For the OhioT1DM dataset, containing eight weeks' data from six different patients, we achieve an average RMSE of 6.45 and 17.24 mg/dl for 30 minutes and 60 minutes of prediction horizon (PH)
Our results indicate that the proposed approach is feasible for more reliable BG forecasting that might improve the performance of the artificial pancreas and insulin infusion system for T1D diabetes management.

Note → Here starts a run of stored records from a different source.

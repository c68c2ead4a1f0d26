//! JSON-RPC deployer.

use std::time::Duration;

use alloy::network::{EthereumWallet, ReceiptResponse, TransactionBuilder};
use alloy::primitives::{Address, B256};
use alloy::providers::{DynProvider, Provider, ProviderBuilder};
use alloy::rpc::types::{TransactionReceipt, TransactionRequest};
use alloy::transports::http::reqwest::Url;
use async_trait::async_trait;
use deploy_core::{ConstructorArgs, ContractDeployer, DeploymentError, PendingDeployment};

use crate::artifact::ContractArtifact;
use crate::config::EvmConfig;
use crate::contracts::deploy_code;
use crate::error::{EvmError, Result};

/// Confirmations of a transaction included at `inclusion` when the chain head is `head`.
///
/// The inclusion block itself is the first confirmation.
pub fn confirmations_at(head: u64, inclusion: u64) -> u64 {
    if head < inclusion {
        0
    } else {
        head - inclusion + 1
    }
}

/// Read the chain ID from `rpc_url` without a signer.
pub async fn fetch_chain_id(rpc_url: &str) -> Result<u64> {
    let url = parse_url(rpc_url)?;
    let provider = ProviderBuilder::new().connect_http(url);

    provider
        .get_chain_id()
        .await
        .map_err(|e| EvmError::Network(format!("Failed to get chain ID: {}", e)))
}

fn parse_url(rpc_url: &str) -> Result<Url> {
    rpc_url
        .parse()
        .map_err(|e| EvmError::InvalidConfig(format!("Invalid RPC URL {}: {}", rpc_url, e)))
}

/// Deploys the hook through a signing JSON-RPC provider.
pub struct EvmDeployer {
    provider: DynProvider,
    artifact: ContractArtifact,
    deployer: Address,
    chain_id: u64,
    poll_interval: Duration,
}

impl EvmDeployer {
    /// Connect to the configured node and query its chain ID.
    pub async fn new(config: &EvmConfig, artifact: ContractArtifact) -> Result<Self> {
        config.validate()?;

        let signer = config.signer()?;
        let deployer = signer.address();
        let url = parse_url(config.get_rpc_url()?)?;

        let provider = ProviderBuilder::new()
            .wallet(EthereumWallet::from(signer))
            .connect_http(url)
            .erased();

        let chain_id = provider
            .get_chain_id()
            .await
            .map_err(|e| EvmError::Network(format!("Failed to get chain ID: {}", e)))?;

        tracing::info!(
            network = %config.network,
            chain_id,
            deployer = %deployer,
            "Connected to RPC node"
        );

        Ok(Self::with_provider(
            provider,
            artifact,
            deployer,
            chain_id,
            config.poll_interval,
        ))
    }

    /// Build a deployer around an existing provider.
    ///
    /// The provider must be able to send transactions from `deployer`.
    pub fn with_provider(
        provider: DynProvider,
        artifact: ContractArtifact,
        deployer: Address,
        chain_id: u64,
        poll_interval: Duration,
    ) -> Self {
        Self {
            provider,
            artifact,
            deployer,
            chain_id,
            poll_interval,
        }
    }

    /// Chain ID reported by the node.
    pub fn chain_id(&self) -> u64 {
        self.chain_id
    }

    /// Address of the deploying account.
    pub fn deployer(&self) -> Address {
        self.deployer
    }

    /// Poll until the node returns a receipt for `transaction_hash`.
    async fn wait_for_receipt(
        &self,
        transaction_hash: B256,
    ) -> std::result::Result<TransactionReceipt, DeploymentError> {
        loop {
            let receipt = self
                .provider
                .get_transaction_receipt(transaction_hash)
                .await
                .map_err(|e| DeploymentError::Transport(e.to_string()))?;

            if let Some(receipt) = receipt {
                return Ok(receipt);
            }

            tracing::debug!(tx = %transaction_hash, "Waiting for inclusion");
            tokio::time::sleep(self.poll_interval).await;
        }
    }
}

#[async_trait]
impl ContractDeployer for EvmDeployer {
    async fn deploy(
        &self,
        args: &ConstructorArgs,
    ) -> std::result::Result<PendingDeployment, DeploymentError> {
        let code = deploy_code(&self.artifact.bytecode, args);
        let tx = TransactionRequest::default()
            .with_from(self.deployer)
            .with_deploy_code(code);

        let pending = self
            .provider
            .send_transaction(tx)
            .await
            .map_err(|e| DeploymentError::Transport(e.to_string()))?;

        let transaction_hash = *pending.tx_hash();
        tracing::info!(tx = %transaction_hash, "Deployment transaction sent");

        let receipt = self.wait_for_receipt(transaction_hash).await?;

        if !receipt.status() {
            return Err(DeploymentError::Reverted { transaction_hash });
        }

        let address = receipt
            .contract_address
            .ok_or(DeploymentError::MissingContractAddress { transaction_hash })?;

        let block_number = match receipt.block_number {
            Some(number) => number,
            None => self
                .provider
                .get_block_number()
                .await
                .map_err(|e| DeploymentError::Transport(e.to_string()))?,
        };

        tracing::debug!(%address, block_number, gas_used = receipt.gas_used, "Deployment included");

        Ok(PendingDeployment {
            address,
            transaction_hash,
            block_number,
        })
    }

    async fn wait_for_confirmations(
        &self,
        deployment: &PendingDeployment,
        confirmations: u64,
    ) -> std::result::Result<(), DeploymentError> {
        loop {
            let head = self
                .provider
                .get_block_number()
                .await
                .map_err(|e| DeploymentError::Confirmations(e.to_string()))?;

            let current = confirmations_at(head, deployment.block_number);
            if current >= confirmations {
                tracing::debug!(head, current, "Confirmations reached");
                return Ok(());
            }

            tracing::debug!(head, current, required = confirmations, "Waiting for blocks");
            tokio::time::sleep(self.poll_interval).await;
        }
    }
}
//! Deployment record management.
//!
//! Each deployment is written to `<deployments-dir>/<network>.toml` so that a
//! failed verification can be retried later without redeploying:
//!
//! ```toml
//! network = "arbitrum"
//! chain_id = 42161
//! contract = "GeomeanOracleHook"
//! address = "0x..."
//! transaction_hash = "0x..."
//! block_number = 123456
//! vault = "0x..."
//! allowed_pool_factory = "0x..."
//! verified = false
//! deployed_at = 1760000000
//! ```

use std::fs;
use std::path::{Path, PathBuf};
use std::time::{SystemTime, UNIX_EPOCH};

use alloy::primitives::{Address, B256};
use anyhow::{Context, Result};
use deploy_core::{CONTRACT_NAME, ConstructorArgs, PendingDeployment};
use serde::{Deserialize, Serialize};

/// Persisted summary of one deployment.
#[derive(Debug, Clone, PartialEq, Eq, Serialize, Deserialize)]
pub struct DeploymentRecord {
    /// Network name (key into the address tables)
    pub network: String,

    /// Chain ID reported by the RPC node
    pub chain_id: u64,

    /// Deployed contract name
    pub contract: String,

    /// Deployed contract address
    pub address: Address,

    /// Contract-creation transaction hash
    pub transaction_hash: B256,

    /// Inclusion block
    pub block_number: u64,

    /// Constructor argument: vault
    pub vault: Address,

    /// Constructor argument: allowed pool factory
    pub allowed_pool_factory: Address,

    /// Whether explorer verification succeeded
    pub verified: bool,

    /// Unix timestamp (seconds) the record was created
    pub deployed_at: u64,
}

impl DeploymentRecord {
    /// Create a new, unverified record.
    pub fn new(
        network: impl Into<String>,
        chain_id: u64,
        deployment: &PendingDeployment,
        constructor_args: &ConstructorArgs,
    ) -> Self {
        let deployed_at = SystemTime::now()
            .duration_since(UNIX_EPOCH)
            .map(|d| d.as_secs())
            .unwrap_or_default();

        Self {
            network: network.into(),
            chain_id,
            contract: CONTRACT_NAME.to_string(),
            address: deployment.address,
            transaction_hash: deployment.transaction_hash,
            block_number: deployment.block_number,
            vault: constructor_args.vault,
            allowed_pool_factory: constructor_args.allowed_pool_factory,
            verified: false,
            deployed_at,
        }
    }

    /// Constructor arguments the contract was deployed with.
    pub fn constructor_args(&self) -> ConstructorArgs {
        ConstructorArgs::new(self.vault, self.allowed_pool_factory)
    }

    /// Mark verification as succeeded.
    pub fn mark_verified(&mut self) {
        self.verified = true;
    }

    /// Path of the record for `network` under `dir`.
    pub fn path(dir: &Path, network: &str) -> PathBuf {
        dir.join(format!("{}.toml", network))
    }

    /// Load the record for `network` from `dir`.
    pub fn load(dir: &Path, network: &str) -> Result<Self> {
        let path = Self::path(dir, network);
        let content = fs::read_to_string(&path)
            .with_context(|| format!("Failed to read deployment record {}", path.display()))?;

        toml::from_str(&content)
            .with_context(|| format!("Failed to parse deployment record {}", path.display()))
    }

    /// Load the record for `network`, or `None` if there isn't one.
    ///
    /// A record that exists but can't be read or parsed is an error.
    pub fn load_if_exists(dir: &Path, network: &str) -> Result<Option<Self>> {
        if !Self::path(dir, network).exists() {
            return Ok(None);
        }
        Self::load(dir, network).map(Some)
    }

    /// Write the record to `dir`, replacing any previous record for the network.
    pub fn save(&self, dir: &Path) -> Result<PathBuf> {
        fs::create_dir_all(dir)
            .with_context(|| format!("Failed to create {}", dir.display()))?;

        let path = Self::path(dir, &self.network);
        let content =
            toml::to_string_pretty(self).context("Failed to serialize deployment record")?;

        fs::write(&path, content)
            .with_context(|| format!("Failed to write deployment record {}", path.display()))?;

        tracing::debug!(path = %path.display(), "Deployment record saved");
        Ok(path)
    }
}

#[cfg(test)]
mod tests {
    use super::*;

    fn record() -> DeploymentRecord {
        let deployment = PendingDeployment {
            address: Address::repeat_byte(0xaa),
            transaction_hash: B256::repeat_byte(0xbb),
            block_number: 42,
        };
        let args = ConstructorArgs::new(Address::repeat_byte(1), Address::repeat_byte(2));
        DeploymentRecord::new("sepolia", 11_155_111, &deployment, &args)
    }

    #[test]
    fn test_save_and_load() {
        let dir = tempfile::tempdir().unwrap();
        let mut record = record();

        let path = record.save(dir.path()).unwrap();
        assert_eq!(path, dir.path().join("sepolia.toml"));

        let loaded = DeploymentRecord::load(dir.path(), "sepolia").unwrap();
        assert_eq!(loaded, record);
        assert!(!loaded.verified);
        assert_eq!(loaded.contract, CONTRACT_NAME);

        record.mark_verified();
        record.save(dir.path()).unwrap();
        assert!(DeploymentRecord::load(dir.path(), "sepolia").unwrap().verified);
    }

    #[test]
    fn test_constructor_args_roundtrip() {
        let record = record();
        assert_eq!(
            record.constructor_args(),
            ConstructorArgs::new(Address::repeat_byte(1), Address::repeat_byte(2))
        );
    }

    #[test]
    fn test_load_if_exists() {
        let dir = tempfile::tempdir().unwrap();
        assert!(
            DeploymentRecord::load_if_exists(dir.path(), "sepolia")
                .unwrap()
                .is_none()
        );

        let record = record();
        record.save(dir.path()).unwrap();
        let loaded = DeploymentRecord::load_if_exists(dir.path(), "sepolia").unwrap();
        assert_eq!(loaded, Some(record));
    }

    #[test]
    fn test_load_if_exists_rejects_corrupt_record() {
        let dir = tempfile::tempdir().unwrap();
        fs::write(dir.path().join("sepolia.toml"), "address = 12").unwrap();

        let err = DeploymentRecord::load_if_exists(dir.path(), "sepolia").unwrap_err();
        assert!(format!("{:#}", err).contains("Failed to parse deployment record"));
    }

    #[test]
    fn test_load_missing_record() {
        let dir = tempfile::tempdir().unwrap();
        let err = DeploymentRecord::load(dir.path(), "mainnet").unwrap_err();
        assert!(err.to_string().contains("mainnet.toml"));
    }
}
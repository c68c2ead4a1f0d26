//! EVM network configuration.

use std::env;
use std::path::PathBuf;
use std::time::Duration;

use alloy::signers::local::PrivateKeySigner;
use deploy_core::{NetworkConfig, is_local_network};

use crate::error::{EvmError, Result};

/// RPC endpoint used for `hardhat` / `localhost` when none is configured.
pub const LOCAL_RPC_URL: &str = "http://127.0.0.1:8545";

/// Etherscan multichain API endpoint.
pub const DEFAULT_ETHERSCAN_API_URL: &str = "https://api.etherscan.io/v2/api";

const DEFAULT_NETWORK: &str = "hardhat";
const DEFAULT_POLL_INTERVAL_MS: u64 = 4_000;

/// Deployment target configuration.
#[derive(Clone)]
pub struct EvmConfig {
    /// Active network name (key into the address tables)
    pub network: String,

    /// JSON-RPC endpoint (local default applies to local networks)
    pub rpc_url: Option<String>,

    /// Hex-encoded deployer private key
    pub private_key: Option<String>,

    /// Etherscan API key (only needed when verification runs)
    pub etherscan_api_key: Option<String>,

    /// Etherscan API endpoint
    pub etherscan_api_url: String,

    /// Operator-maintained address tables (overrides the embedded ones)
    pub networks_file: Option<PathBuf>,

    /// Hardhat `artifacts` directory
    pub artifacts_dir: PathBuf,

    /// Directory for deployment records
    pub deployments_dir: PathBuf,

    /// Interval between confirmation and verification status polls
    pub poll_interval: Duration,
}

impl EvmConfig {
    /// Create a configuration for `network` with defaults everywhere else.
    pub fn new(network: impl Into<String>) -> Self {
        Self {
            network: network.into(),
            rpc_url: None,
            private_key: None,
            etherscan_api_key: None,
            etherscan_api_url: DEFAULT_ETHERSCAN_API_URL.to_string(),
            networks_file: None,
            artifacts_dir: PathBuf::from("artifacts"),
            deployments_dir: PathBuf::from("deployments"),
            poll_interval: Duration::from_millis(DEFAULT_POLL_INTERVAL_MS),
        }
    }

    /// Load configuration from environment variables.
    ///
    /// Environment variables:
    /// - `HOOK_NETWORK` - Active network name (default: hardhat)
    /// - `RPC_URL_<NETWORK>` / `RPC_URL` - JSON-RPC endpoint
    /// - `DEPLOYER_PRIVATE_KEY` - Deployer private key (hex)
    /// - `ETHERSCAN_API_KEY` - Etherscan API key
    /// - `ETHERSCAN_API_URL` - Etherscan API endpoint (default: v2 multichain API)
    /// - `HOOK_NETWORKS_FILE` - Address tables TOML (default: embedded tables)
    /// - `HOOK_ARTIFACTS_DIR` - Hardhat artifacts directory (default: artifacts)
    /// - `HOOK_DEPLOYMENTS_DIR` - Deployment records directory (default: deployments)
    /// - `HOOK_POLL_INTERVAL_MS` - Poll interval in milliseconds (default: 4000)
    pub fn from_env() -> Self {
        let network = env::var("HOOK_NETWORK").unwrap_or_else(|_| DEFAULT_NETWORK.to_string());
        let mut config = Self::new(network);

        config.rpc_url = Self::rpc_url_from_env(&config.network);
        config.private_key = env::var("DEPLOYER_PRIVATE_KEY").ok();
        config.etherscan_api_key = env::var("ETHERSCAN_API_KEY").ok();

        if let Ok(url) = env::var("ETHERSCAN_API_URL") {
            config.etherscan_api_url = url;
        }

        config.networks_file = env::var("HOOK_NETWORKS_FILE").ok().map(PathBuf::from);

        if let Ok(dir) = env::var("HOOK_ARTIFACTS_DIR") {
            config.artifacts_dir = PathBuf::from(dir);
        }

        if let Ok(dir) = env::var("HOOK_DEPLOYMENTS_DIR") {
            config.deployments_dir = PathBuf::from(dir);
        }

        if let Some(ms) = read_env::<u64>("HOOK_POLL_INTERVAL_MS") {
            config.poll_interval = Duration::from_millis(ms.max(1));
        }

        config
    }

    /// Name of the per-network RPC variable, e.g. `RPC_URL_ARBITRUM_SEPOLIA`.
    pub fn rpc_env_name(network: &str) -> String {
        let suffix: String = network
            .chars()
            .map(|c| {
                if c.is_ascii_alphanumeric() {
                    c.to_ascii_uppercase()
                } else {
                    '_'
                }
            })
            .collect();
        format!("RPC_URL_{}", suffix)
    }

    fn rpc_url_from_env(network: &str) -> Option<String> {
        env::var(Self::rpc_env_name(network))
            .or_else(|_| env::var("RPC_URL"))
            .ok()
    }

    /// Switch network, re-reading the network-specific RPC variable.
    pub fn with_network(mut self, network: impl Into<String>) -> Self {
        self.network = network.into();
        self.rpc_url = Self::rpc_url_from_env(&self.network);
        self
    }

    /// Set custom RPC URL.
    pub fn with_rpc_url(mut self, url: String) -> Self {
        self.rpc_url = Some(url);
        self
    }

    /// Set address tables file.
    pub fn with_networks_file(mut self, path: PathBuf) -> Self {
        self.networks_file = Some(path);
        self
    }

    /// Set artifacts directory.
    pub fn with_artifacts_dir(mut self, dir: PathBuf) -> Self {
        self.artifacts_dir = dir;
        self
    }

    /// Set deployment records directory.
    pub fn with_deployments_dir(mut self, dir: PathBuf) -> Self {
        self.deployments_dir = dir;
        self
    }

    /// Set poll interval.
    pub fn with_poll_interval(mut self, interval: Duration) -> Self {
        self.poll_interval = interval;
        self
    }

    /// Whether the active network is a local development network.
    pub fn is_local(&self) -> bool {
        is_local_network(&self.network)
    }

    /// Get the RPC URL (custom, or the local default for local networks).
    pub fn get_rpc_url(&self) -> Result<&str> {
        match self.rpc_url.as_deref() {
            Some(url) => Ok(url),
            None if self.is_local() => Ok(LOCAL_RPC_URL),
            None => Err(EvmError::MissingEnv(format!(
                "{} (or RPC_URL)",
                Self::rpc_env_name(&self.network)
            ))),
        }
    }

    /// Parse the deployer signer from the configured private key.
    pub fn signer(&self) -> Result<PrivateKeySigner> {
        let key = self
            .private_key
            .as_deref()
            .ok_or_else(|| EvmError::MissingEnv("DEPLOYER_PRIVATE_KEY".to_string()))?;

        key.trim()
            .parse::<PrivateKeySigner>()
            .map_err(|e| EvmError::InvalidPrivateKey(e.to_string()))
    }

    /// Load the address tables: the operator file if configured, else the embedded ones.
    pub fn network_tables(&self) -> Result<NetworkConfig> {
        let tables = match &self.networks_file {
            Some(path) => {
                let content = std::fs::read_to_string(path).map_err(|e| {
                    EvmError::InvalidConfig(format!(
                        "Failed to read networks file {}: {}",
                        path.display(),
                        e
                    ))
                })?;
                NetworkConfig::from_toml_str(&content)
            }
            None => NetworkConfig::embedded(),
        };

        tables.map_err(|e| EvmError::InvalidConfig(e.to_string()))
    }

    /// Validate configuration.
    pub fn validate(&self) -> Result<()> {
        if self.network.trim().is_empty() {
            return Err(EvmError::InvalidConfig(
                "Network name cannot be empty".to_string(),
            ));
        }

        let url = self.get_rpc_url()?;
        if !url.starts_with("http://") && !url.starts_with("https://") {
            return Err(EvmError::InvalidConfig(format!(
                "Invalid RPC URL format: {}",
                url
            )));
        }

        if self.poll_interval.is_zero() {
            return Err(EvmError::InvalidConfig(
                "Poll interval must be greater than 0".to_string(),
            ));
        }

        Ok(())
    }
}

impl std::fmt::Debug for EvmConfig {
    fn fmt(&self, f: &mut std::fmt::Formatter<'_>) -> std::fmt::Result {
        // Secrets are never printed.
        f.debug_struct("EvmConfig")
            .field("network", &self.network)
            .field("rpc_url", &self.rpc_url)
            .field("private_key", &self.private_key.as_ref().map(|_| "<redacted>"))
            .field(
                "etherscan_api_key",
                &self.etherscan_api_key.as_ref().map(|_| "<redacted>"),
            )
            .field("etherscan_api_url", &self.etherscan_api_url)
            .field("networks_file", &self.networks_file)
            .field("artifacts_dir", &self.artifacts_dir)
            .field("deployments_dir", &self.deployments_dir)
            .field("poll_interval", &self.poll_interval)
            .finish()
    }
}

impl Default for EvmConfig {
    fn default() -> Self {
        Self::new(DEFAULT_NETWORK)
    }
}

fn read_env<T>(key: &str) -> Option<T>
where
    T: std::str::FromStr,
{
    env::var(key).ok()?.parse().ok()
}
//! Deployment orchestration.
//!
//! Sequences a single deployment:
//!
//! ```text
//! resolve addresses ──→ deploy (await inclusion) ──→ log address
//!                                                     │
//!                         local network? ── yes ──→ done
//!                                │
//!                                no
//!                                ↓
//!                    wait 5 confirmations ──→ verify ──→ done
//! ```
//!
//! Nothing is retried and nothing is rolled back. The caller turns the
//! returned `Result` into a process exit code with [`exit_code`].

use alloy_primitives::Address;

use crate::resolver::NetworkConfig;
use crate::traits::{ConfigurationError, ContractDeployer, DeployError, SourceVerifier};
use crate::types::{
    CONTRACT_NAME, ConstructorArgs, DeploymentResult, PendingDeployment, VerificationOutcome,
    VerificationRequest,
};

/// Networks without a block explorer; verification is skipped on these.
pub const LOCAL_NETWORKS: [&str; 2] = ["hardhat", "localhost"];

/// Confirmations to wait for before submitting source to the explorer.
pub const VERIFICATION_CONFIRMATIONS: u64 = 5;

/// Whether `network` is a local development network.
pub fn is_local_network(network: &str) -> bool {
    LOCAL_NETWORKS.contains(&network)
}

/// Process exit code for a result: 0 on success, 1 on any error.
pub fn exit_code<T, E>(result: &Result<T, E>) -> u8 {
    match result {
        Ok(_) => 0,
        Err(_) => 1,
    }
}

/// Drives resolve → deploy → confirm → verify for one network.
pub struct DeploymentOrchestrator<'a, D: ?Sized, V: ?Sized> {
    config: &'a NetworkConfig,
    deployer: &'a D,
    verifier: &'a V,
}

impl<'a, D, V> DeploymentOrchestrator<'a, D, V>
where
    D: ContractDeployer + ?Sized,
    V: SourceVerifier + ?Sized,
{
    pub fn new(config: &'a NetworkConfig, deployer: &'a D, verifier: &'a V) -> Self {
        Self {
            config,
            deployer,
            verifier,
        }
    }

    /// Deploy the hook to `network`, verifying it unless the network is local.
    ///
    /// # Errors
    ///
    /// - [`DeployError::Configuration`] if either address is not configured;
    ///   the deployer is never called in that case.
    /// - [`DeployError::Deployment`] if the transaction fails or is not included.
    /// - [`DeployError::Unconfirmed`] / [`DeployError::Verification`] if the
    ///   contract was deployed but a later step failed.
    pub async fn run(&self, network: &str) -> Result<DeploymentResult, DeployError> {
        tracing::info!("Deploying {} to {}...", CONTRACT_NAME, network);

        let constructor_args = self.config.resolve(network)?;
        tracing::info!("Constructor arguments: {}", constructor_args);

        let deployment = self.deployer.deploy(&constructor_args).await?;

        tracing::info!(
            tx = %deployment.transaction_hash,
            block = deployment.block_number,
            "{} deployed to: {}",
            CONTRACT_NAME,
            deployment.address
        );

        let verified = if is_local_network(network) {
            tracing::debug!(network, "Local network, skipping verification");
            None
        } else {
            self.confirm_and_verify(&deployment, constructor_args).await?;
            Some(true)
        };

        Ok(DeploymentResult {
            network: network.to_string(),
            address: deployment.address,
            transaction_hash: deployment.transaction_hash,
            block_number: deployment.block_number,
            constructor_args,
            verified,
        })
    }

    /// Verify an already deployed hook. See [`verify_deployed`].
    pub async fn verify_existing(
        &self,
        network: &str,
        address: Address,
        recorded_args: Option<ConstructorArgs>,
    ) -> Result<VerificationOutcome, DeployError> {
        verify_deployed(self.config, self.verifier, network, address, recorded_args).await
    }

    async fn confirm_and_verify(
        &self,
        deployment: &PendingDeployment,
        constructor_args: ConstructorArgs,
    ) -> Result<VerificationOutcome, DeployError> {
        tracing::info!("Waiting for block confirmations...");

        self.deployer
            .wait_for_confirmations(deployment, VERIFICATION_CONFIRMATIONS)
            .await
            .map_err(|source| DeployError::Unconfirmed {
                deployment: deployment.clone(),
                source,
            })?;

        tracing::info!("Verifying contract on {}...", self.verifier.explorer());

        let request = VerificationRequest {
            address: deployment.address,
            constructor_args,
        };

        let outcome = self
            .verifier
            .verify(&request)
            .await
            .map_err(|source| DeployError::Verification {
                address: deployment.address,
                deployment: Some(deployment.clone()),
                source,
            })?;

        log_outcome(outcome, self.verifier.explorer());
        Ok(outcome)
    }
}

/// Verify an already deployed hook, e.g. after a failed verification.
///
/// `recorded_args` are the arguments the contract was actually deployed with
/// (from its deployment record). When present they are submitted as-is, even
/// if the tables have changed since; otherwise the tables are resolved.
/// Local networks are refused.
pub async fn verify_deployed<V>(
    config: &NetworkConfig,
    verifier: &V,
    network: &str,
    address: Address,
    recorded_args: Option<ConstructorArgs>,
) -> Result<VerificationOutcome, DeployError>
where
    V: SourceVerifier + ?Sized,
{
    if is_local_network(network) {
        return Err(ConfigurationError::LocalNetwork(network.to_string()).into());
    }

    let constructor_args = match recorded_args {
        Some(recorded) => {
            if let Ok(current) = config.resolve(network)
                && current != recorded
            {
                tracing::warn!(
                    "Address tables for {} changed since deployment ({} now, {} deployed); \
                     verifying with the deployed arguments",
                    network,
                    current,
                    recorded
                );
            }
            recorded
        }
        None => config.resolve(network)?,
    };
    let request = VerificationRequest {
        address,
        constructor_args,
    };

    tracing::info!("Verifying contract at {} on {}...", address, verifier.explorer());

    let outcome = verifier
        .verify(&request)
        .await
        .map_err(|source| DeployError::Verification {
            address,
            deployment: None,
            source,
        })?;

    log_outcome(outcome, verifier.explorer());
    Ok(outcome)
}

fn log_outcome(outcome: VerificationOutcome, explorer: &str) {
    match outcome {
        VerificationOutcome::Verified => tracing::info!("Contract verified on {}", explorer),
        VerificationOutcome::AlreadyVerified => {
            tracing::info!("Contract was already verified on {}", explorer)
        }
    }
}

- Score: 4.040272012640556
- License: http://creativecommons.org/licenses/by-nc-nd/4.0/
- Abstract: Blood glucose (BG) management is crucial for type-1 diabetes patients
resulting in the necessity of reliable artificial pancreas or insulin infusion
systems. In recent years, deep learning techniques have been utilized for a
more accurate BG level prediction system. However, continuous glucose
monitoring (CGM) readings are susceptible to sensor errors. As a result,
inaccurate CGM readings would affect BG prediction and make it unreliable, even
if the most optimal machine learning model is used. In this work, we propose a
novel approach to predicting blood glucose level with a stacked Long short-term
memory (LSTM) based deep recurrent neural network (RNN) model considering
sensor fault. We use the Kalman smoothing technique for the correction of the
inaccurate CGM readings due to sensor error. For the OhioT1DM dataset,
containing eight weeks' data from six different patients, we achieve an average
RMSE of 6.45 and 17.24 mg/dl for 30 minutes and 60 minutes of prediction
horizon (PH), respectively. To the best of our knowledge, this is the leading
average prediction accuracy for the ohioT1DM dataset. Different physiological
information, e.g., Kalman smoothed CGM data, carbohydrates from the meal, bolus
insulin, and cumulative step counts in a fixed time interval, are crafted to
represent meaningful features used as input to the model. The goal of our
approach is to lower the difference between the predicted CGM values and the
fingerstick blood glucose readings - the ground truth. Our results indicate
that the proposed approach is feasible for more reliable BG forecasting that
might improve the performance of the artificial pancreas and insulin infusion
system for T1D diabetes management.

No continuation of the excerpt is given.